We met Abdullah first in December of 2018. Then, he shared that it was always his dream to rebuild. What is now Hissen al Misfah has always been his home — a place where he grew up with his siblings. But with time, old age has taken its toll and resulted in some parts of the house to collapse — just like a lot of the mud houses now surrounding the property.
The influx of tourists to Misfat al Abriyeen got him into thinking and the result is a cosy hospitality centre with air-conditioned rooms, rooftop restaurant with a view and balconies that allow guests to revel on the verdant and lush gardens of the area.
Abdullah’s stories, of which he is always ready to share, had entertained many of his guests and he has become the best ambassador for what Omani hospitality is like.
A dream view
Visiting Hissen al Misfah this Eid holiday, Amirah Sol was one of the many who was happy to see something immersive as the castle.
“Other than the view, it offers everyone an opportunity to experience what a traditional Omani house is like,” she said.
She particularly loved the rooms with bathroom and balcony which she commented that although small, are cosy and looked inviting.
“Misfat al Abriyeen is all about the green gardens. From the balcony, you can see what this place is known for. How the brown of the old mud houses mixing with the lushness of the plants in the garden is a refreshing experience,” she said.

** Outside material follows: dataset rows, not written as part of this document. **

//! CLI utility functions.

use anyhow::Result;
use serde::Serialize;
use std::path::PathBuf;
use tracing::info;

use crate::config::settings::{ConfigurationHierarchy, ServerConfig};
use crate::handlers::AnalyzeRequirementsRequest;
use crate::models::ConversationMessage;

/// Load request parameters from file or inline JSON
pub fn load_request_params(
    params_file: Option<PathBuf>,
    params_json: Option<String>,
    command_name: &str,
) -> Result<serde_json::Value> {
    match (params_file, params_json) {
        (Some(path), None) => {
            if !path.exists() {
                anyhow::bail!("Parameters file not found: {}", path.display());
            }
            let content = std::fs::read_to_string(&path)?;
            serde_json::from_str(&content)
                .map_err(|e| anyhow::anyhow!("Failed to parse JSON from {}: {}", path.display(), e))
        }
        (None, Some(json_str)) => serde_json::from_str(&json_str)
            .map_err(|e| anyhow::anyhow!("Failed to parse inline JSON: {}", e)),
        (None, None) => {
            anyhow::bail!(
                "No parameters provided for {}. Use --params-file or --params-json.",
                command_name
            );
        }
        (Some(_), Some(_)) => {
            anyhow::bail!("Cannot use both --params-file and --params-json");
        }
    }
}

/// Build an analyze payload from `--message` turns or a JSON payload
pub fn build_analyze_request(
    request_id: Option<String>,
    messages: Vec<String>,
    params_file: Option<PathBuf>,
    params_json: Option<String>,
) -> Result<AnalyzeRequirementsRequest> {
    let mut request = if messages.is_empty() {
        let params = load_request_params(params_file, params_json, "analyze")?;
        serde_json::from_value::<AnalyzeRequirementsRequest>(params)
            .map_err(|e| anyhow::anyhow!("Invalid analyze payload: {}", e))?
    } else {
        AnalyzeRequirementsRequest {
            request_id: None,
            conversation_context: messages
                .into_iter()
                .map(|content| ConversationMessage::new("user", content))
                .collect(),
            user_preferences: None,
        }
    };

    if request_id.is_some() {
        request.request_id = request_id;
    }
    Ok(request)
}

/// Load server configuration with hierarchy (CLI > file > defaults)
pub fn load_server_config(
    config_path: Option<PathBuf>,
    config_json: Option<String>,
) -> Result<ServerConfig> {
    let cli_override = match config_json {
        Some(json_str) => {
            info!("Using inline JSON configuration");
            Some(
                serde_json::from_str::<ServerConfig>(&json_str)
                    .map_err(|e| anyhow::anyhow!("Failed to parse config JSON: {}", e))?,
            )
        }
        None => None,
    };

    let user_config_path = if let Some(path) = config_path {
        info!("Using custom config file: {}", path.display());
        if !path.exists() {
            anyhow::bail!("Config file not found: {}", path.display());
        }
        Some(path)
    } else {
        match ConfigurationHierarchy::default_user_config_path() {
            Ok(path) if path.exists() => {
                info!("Using default config file: {}", path.display());
                Some(path)
            }
            Ok(path) => {
                info!("No config file found at {}, using defaults", path.display());
                None
            }
            Err(e) => {
                info!("Could not determine default config path: {}, using defaults", e);
                None
            }
        }
    };

    let mut hierarchy =
        ConfigurationHierarchy::load_with_precedence(cli_override.as_ref(), user_config_path)?;
    hierarchy.apply_env_overrides()?;

    for source in &hierarchy.sources {
        info!("Config source [priority {}]: {}", source.priority, source.name);
    }

    hierarchy.validate()?;
    Ok(hierarchy.resolved)
}

pub fn print_json<T: Serialize>(value: &T) -> Result<()> {
    println!("{}", serde_json::to_string_pretty(value)?);
    Ok(())
}
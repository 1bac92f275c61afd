// Public exports for data models

pub mod request;
pub mod resource;

pub use request::{
    fingerprint, validate_transition, ConversationMessage, CostPreference, Failure,
    FailureReason, Request, RequestState, UserPreferences,
};
pub use resource::{
    ConfirmedResource, ProvisionedResource, ResourceRecommendation, ResourceStatus, SubmissionPhase,
};
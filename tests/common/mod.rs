#![allow(dead_code)]

use async_trait::async_trait;
use mockall::mock;
use std::sync::atomic::{AtomicUsize, Ordering};
use std::sync::{Arc, Mutex as StdMutex};
use std::time::Duration;

use cloudwright::analysis::{AnalysisOutcome, RequirementsAnalyzer, RuleBasedAnalyzer};
use cloudwright::auth::CallerIdentity;
use cloudwright::backend::{
    BackendError, ProvisioningBackend, ProvisioningHandle, ResourceObservation, SimulatedBackend,
};
use cloudwright::catalog::{Catalog, ResourceType};
use cloudwright::config::init_test_logging;
use cloudwright::config::settings::{BackendConfig, ServerConfig};
use cloudwright::models::{
    ConversationMessage, Request, RequestState, ResourceRecommendation, UserPreferences,
};
use cloudwright::orchestrator::{AnalyzeInput, Orchestrator, StatusReport};
use cloudwright::store::{RequestJournal, RequestStore};
use cloudwright::CloudwrightResult;

mock! {
    pub Backend {}

    #[async_trait]
    impl ProvisioningBackend for Backend {
        async fn provision(
            &self,
            recommendation: &ResourceRecommendation,
        ) -> Result<ProvisioningHandle, BackendError>;

        async fn poll(&self, handle: &ProvisioningHandle) -> Result<ResourceObservation, BackendError>;

        async fn teardown(&self, provider_id: &str) -> Result<(), BackendError>;
    }
}

mock! {
    pub Analyzer {}

    #[async_trait]
    impl RequirementsAnalyzer for Analyzer {
        async fn analyze(
            &self,
            conversation: &[ConversationMessage],
            preferences: &UserPreferences,
        ) -> CloudwrightResult<AnalysisOutcome>;
    }
}

/// Millisecond-scale timings so lifecycles finish quickly
pub fn fast_config() -> ServerConfig {
    let mut config = ServerConfig::default();
    config.orchestrator.max_concurrent_requests = 10;
    config.orchestrator.provisioning_timeout_secs = 30;
    config.orchestrator.default_poll_interval_ms = 5;
    config.orchestrator.poll_intervals_ms.clear();
    config.orchestrator.backoff_initial_ms = 1;
    config.orchestrator.backoff_cap_ms = 5;
    config.backend = BackendConfig {
        readiness_polls: 1,
        ..BackendConfig::default()
    };
    config
}

/// Analyzer that always recommends `count` independent compute resources
pub struct FixedAnalyzer {
    pub count: usize,
}

impl FixedAnalyzer {
    pub fn names(count: usize) -> Vec<String> {
        (1..=count).map(|i| format!("Server{}", i)).collect()
    }
}

#[async_trait]
impl RequirementsAnalyzer for FixedAnalyzer {
    async fn analyze(
        &self,
        _conversation: &[ConversationMessage],
        _preferences: &UserPreferences,
    ) -> CloudwrightResult<AnalysisOutcome> {
        Ok(AnalysisOutcome {
            recommendations: Self::names(self.count)
                .into_iter()
                .map(|name| {
                    ResourceRecommendation::new(ResourceType::Compute, name, "test server", 50.0)
                })
                .collect(),
            region: "us-ashburn-1".to_string(),
            notes: Vec::new(),
        })
    }
}

/// Fixed recommendations that take a while to produce
pub struct SlowAnalyzer {
    pub inner: FixedAnalyzer,
    pub delay: Duration,
    pub calls: AtomicUsize,
}

impl SlowAnalyzer {
    pub fn new(count: usize, delay: Duration) -> Self {
        Self {
            inner: FixedAnalyzer { count },
            delay,
            calls: AtomicUsize::new(0),
        }
    }

    pub fn calls(&self) -> usize {
        self.calls.load(Ordering::SeqCst)
    }
}

#[async_trait]
impl RequirementsAnalyzer for SlowAnalyzer {
    async fn analyze(
        &self,
        conversation: &[ConversationMessage],
        preferences: &UserPreferences,
    ) -> CloudwrightResult<AnalysisOutcome> {
        self.calls.fetch_add(1, Ordering::SeqCst);
        tokio::time::sleep(self.delay).await;
        self.inner.analyze(conversation, preferences).await
    }
}

/// Journal that remembers every committed write, in order
#[derive(Default)]
pub struct RecordingJournal {
    pub writes: StdMutex<Vec<Request>>,
}

impl RecordingJournal {
    /// Committed states of one request, in write order
    pub fn states_of(&self, request_id: &str) -> Vec<RequestState> {
        self.writes
            .lock()
            .unwrap()
            .iter()
            .filter(|r| r.id == request_id)
            .map(|r| r.state)
            .collect()
    }

    pub fn progress_of(&self, request_id: &str) -> Vec<(RequestState, u32, u8)> {
        self.writes
            .lock()
            .unwrap()
            .iter()
            .filter(|r| r.id == request_id)
            .map(|r| (r.state, r.provisioning_attempt, r.progress))
            .collect()
    }
}

#[async_trait]
impl RequestJournal for RecordingJournal {
    async fn persist(&self, request: &Request) -> CloudwrightResult<()> {
        self.writes.lock().unwrap().push(request.clone());
        Ok(())
    }

    async fn remove(&self, _request_id: &str) -> CloudwrightResult<()> {
        Ok(())
    }

    async fn load_all(&self) -> CloudwrightResult<Vec<Request>> {
        Ok(Vec::new())
    }
}

pub struct Harness {
    pub orchestrator: Orchestrator,
    pub backend: Arc<SimulatedBackend>,
    pub caller: CallerIdentity,
}

impl Harness {
    /// Rule-based analyzer, simulated backend, in-memory store
    pub fn new() -> Self {
        Self::with_config(fast_config())
    }

    pub fn with_config(config: ServerConfig) -> Self {
        let catalog = Arc::new(Catalog::new(config.pricing.clone()));
        let analyzer = Arc::new(
            RuleBasedAnalyzer::new(catalog.clone(), config.analysis.clone()).unwrap(),
        );
        Self::build(config, analyzer, Arc::new(RequestStore::new()))
    }

    pub fn with_analyzer(config: ServerConfig, analyzer: Arc<dyn RequirementsAnalyzer>) -> Self {
        Self::build(config, analyzer, Arc::new(RequestStore::new()))
    }

    pub fn with_store(
        config: ServerConfig,
        analyzer: Arc<dyn RequirementsAnalyzer>,
        store: Arc<RequestStore>,
    ) -> Self {
        Self::build(config, analyzer, store)
    }

    fn build(
        config: ServerConfig,
        analyzer: Arc<dyn RequirementsAnalyzer>,
        store: Arc<RequestStore>,
    ) -> Self {
        let _ = init_test_logging();
        let catalog = Arc::new(Catalog::new(config.pricing.clone()));
        let backend = Arc::new(SimulatedBackend::new(config.backend.clone()));
        let orchestrator = Orchestrator::new(
            config.orchestrator.clone(),
            store,
            analyzer,
            backend.clone(),
            catalog,
        );
        Self {
            orchestrator,
            backend,
            caller: CallerIdentity::new("alice"),
        }
    }

    pub async fn analyze(&self, lines: &[&str]) -> CloudwrightResult<cloudwright::orchestrator::AnalysisResult> {
        self.orchestrator
            .analyze_requirements(&self.caller, input(None, lines))
            .await
    }

    pub async fn status(&self, request_id: &str) -> StatusReport {
        self.orchestrator
            .get_status(&self.caller, request_id)
            .await
            .unwrap()
    }

    /// Poll status until `state` is reached or fail after five seconds
    pub async fn wait_for(&self, request_id: &str, state: RequestState) -> StatusReport {
        wait_for_state(&self.orchestrator, &self.caller, request_id, state).await
    }
}

pub fn user_says(lines: &[&str]) -> Vec<ConversationMessage> {
    lines
        .iter()
        .map(|line| ConversationMessage::new("user", *line))
        .collect()
}

pub fn input(request_id: Option<&str>, lines: &[&str]) -> AnalyzeInput {
    AnalyzeInput {
        request_id: request_id.map(str::to_string),
        conversation: user_says(lines),
        preferences: None,
    }
}

pub async fn wait_for_state(
    orchestrator: &Orchestrator,
    caller: &CallerIdentity,
    request_id: &str,
    state: RequestState,
) -> StatusReport {
    let deadline = tokio::time::Instant::now() + Duration::from_secs(5);
    loop {
        let status = orchestrator.get_status(caller, request_id).await.unwrap();
        if status.status == state {
            return status;
        }
        if tokio::time::Instant::now() > deadline {
            panic!(
                "request {} stuck in {} waiting for {}: {:?}",
                request_id, status.status, state, status.resources
            );
        }
        tokio::time::sleep(Duration::from_millis(5)).await;
    }
}

/// Wait until no driver holds an admission permit
pub async fn wait_until_idle(orchestrator: &Orchestrator) {
    let deadline = tokio::time::Instant::now() + Duration::from_secs(5);
    while orchestrator.in_flight() > 0 {
        assert!(tokio::time::Instant::now() < deadline, "drivers never released their permits");
        tokio::time::sleep(Duration::from_millis(2)).await;
    }
}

“I’ll definitely come back and stay a little longer,” she said.
Other guests were also just as enthralled. Stefan, who was visiting Oman from Romania, shared online that he particularly like how it’s a new place to stay but with an Omani twist.
“Everything is new and clean. We enjoyed a good breakfast and a great view from the rooftop terrace,” he said.
Several guests also commended how, despite its remote location, the castle and the surrounding gardens provide an ideal outdoor experience complimenting at the same time the “lovely trekking path” as well as the historic village.
“If you want a dream view over Misfah, it’s this guesthouse. We enjoyed every minute, may it be from one of the terraces or from our room,” commented one visitor online.
More to come
Hissen al Misfah is not the only guesthouse in Misfat al Abriyeen. The Misfah Old House has been, for a long time, the go-to place for many travellers to the area.
There are currently more guesthouses being built all over Misfat, all trying to be different but still respectful and lending voice to the Omani way of life.
Manah native Almutasim shared that Misfat al Abriyeen is more than just the garden.
“The people are very traditional in their way of life. Many of them still own the farm surrounding the area, but lots of the work now are being handed to expat labour workers,” he said.
“I’d been coming here since I was small since this is just about an hour’s drive from my place. All the things people see in Misfat today, the villagers have one or two stories to tell. You can visit the bee shop which is quite enlightening and the nearby tower, although entering it is restricted, offers a great hiking path,” he said.
“The snake road towards Misfat, that reminded me a lot about my place back home,” shared Amirah who always go home to her home country of the Philippines.
“Oman is fascinatingly awesome. And it’s a big country with so many things to see and enjoy. Misfat was, without a doubt, a worthy place to spend the Eid holidays,” she said.